When my husband and I were first married and struggling to make ends meet, my grandmother told me, “Baby, we won’t let you get in a mess. If I have to scrape the bottom of the barrel, I’ll split it with you.” It had always been that way. When trouble came knocking, my family went to the front door to answer it together. That kind of certitude has a way of shaping a person. It undoubtedly gave me a different perspective and helped me to make decisions with the long game in mind. My boys’ birth mother had few or none of those advantages. Sure, she’d made poor choices—I’m not trying to excuse her by any means—but ignorance and desperation, rather than malice, accounted for many of them.
I was holding my sons’ birth mother accountable for not making the choices I’d been taught were right.
In the opening lines of The Great Gatsby, narrator Nick Carraway says, “In my younger and more vulnerable years my father gave me some advice that I’ve been turning over in my mind ever since. ‘Whenever you feel like criticizing any one,’ he told me, ‘just remember that all the people in this world haven’t had the advantages that you’ve had.’” Nick heeds this wise counsel, but until I got knocked in the dirt, metaphorically speaking, I’d forgotten it.

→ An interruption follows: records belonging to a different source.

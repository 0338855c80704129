use anyhow::Result;
use serde::{Deserialize, Serialize};
use std::fs;
use std::path::Path;

use crate::extras::ExtraType;
use crate::gear::WeaponSelection;
use crate::utils::paths::get_ui_cache_path;

/// Main screen state restored on the next start.
#[derive(Debug, Clone, Serialize, Deserialize, Default, PartialEq, Eq)]
pub struct UiCache {
    /// Extra type highlighted when the app was closed
    #[serde(default)]
    pub selected_extra_type: Option<ExtraType>,
    #[serde(default)]
    pub weapons: WeaponSelection,
}

impl UiCache {
    pub fn load() -> Result<Self> {
        Self::load_from(&get_ui_cache_path()?)
    }

    pub fn load_from(path: &Path) -> Result<Self> {
        if !path.exists() {
            return Ok(Self::default());
        }

        let content = fs::read_to_string(path)?;
        let cache: UiCache = serde_json::from_str(&content)?;
        Ok(cache)
    }

    pub fn save(&self) -> Result<()> {
        self.save_to(&get_ui_cache_path()?)
    }

    pub fn save_to(&self, path: &Path) -> Result<()> {
        if let Some(parent) = path.parent() {
            fs::create_dir_all(parent)?;
        }
        let content = serde_json::to_string_pretty(self)?;
        fs::write(path, content)?;
        Ok(())
    }
}

#[cfg(test)]
mod tests {
    use super::*;

    #[test]
    fn test_default_cache() {
        let cache = UiCache::default();
        assert!(cache.selected_extra_type.is_none());
        assert!(cache.weapons.profession.is_none());
    }

    #[test]
    fn test_save_and_load() {
        let dir = tempfile::tempdir().unwrap();
        let path = dir.path().join("ui_cache.json");
        let cache = UiCache {
            selected_extra_type: Some(ExtraType::Relics),
            weapons: WeaponSelection {
                profession: Some("warrior".to_string()),
                main_hand: Some("Axe".to_string()),
                off_hand: Some("Shield".to_string()),
            },
        };

        cache.save_to(&path).unwrap();
        assert_eq!(UiCache::load_from(&path).unwrap(), cache);
    }

    #[test]
    fn test_missing_file_is_default() {
        let dir = tempfile::tempdir().unwrap();
        let loaded = UiCache::load_from(&dir.path().join("nope.json")).unwrap();
        assert_eq!(loaded, UiCache::default());
    }

    #[test]
    fn test_tolerates_missing_fields() {
        let cache: UiCache = serde_json::from_str("{}").unwrap();
        assert_eq!(cache, UiCache::default());
    }
}
pub mod app;
pub mod cli;
pub mod config;
pub mod extras;
pub mod gear;
pub mod i18n;
pub mod shortcuts;
pub mod storage;
pub mod ui;
pub mod utils;
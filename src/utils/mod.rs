pub mod paths;
pub mod text_input;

So much of my highbrow morality wasn’t the product of amazing virtue or Christian character, but divine providence. I was holding my sons’ birth mother accountable for not being me, for not making the choices I’d been taught were right. But how could she have known without someone to guide her, to help her get ready for adulthood the way my parents had done for me?
As I sat in a dark closet in a puddle of self-pity, an even more surprising truth finally dawned on me. My anger had really been some pathetic attempt to erect a wall, a flimsy paper privacy screen between me and the fact that, with a few changes to our respective situations, she and I weren’t so different. And with that realization, my anger evaporated, and it became impossible for me to hate her any longer.
Am I still exasperated at times? Certainly. Is she the source of my frustration? Often, without a doubt. But I’ve crossed the battle line to stand with her, this woman I may never meet but who gave me two of the greatest joys of my life. We’re still walking that minefield, but we’re making progress. And thankfully a bomb in my heart—perhaps one of many—has been disarmed for good.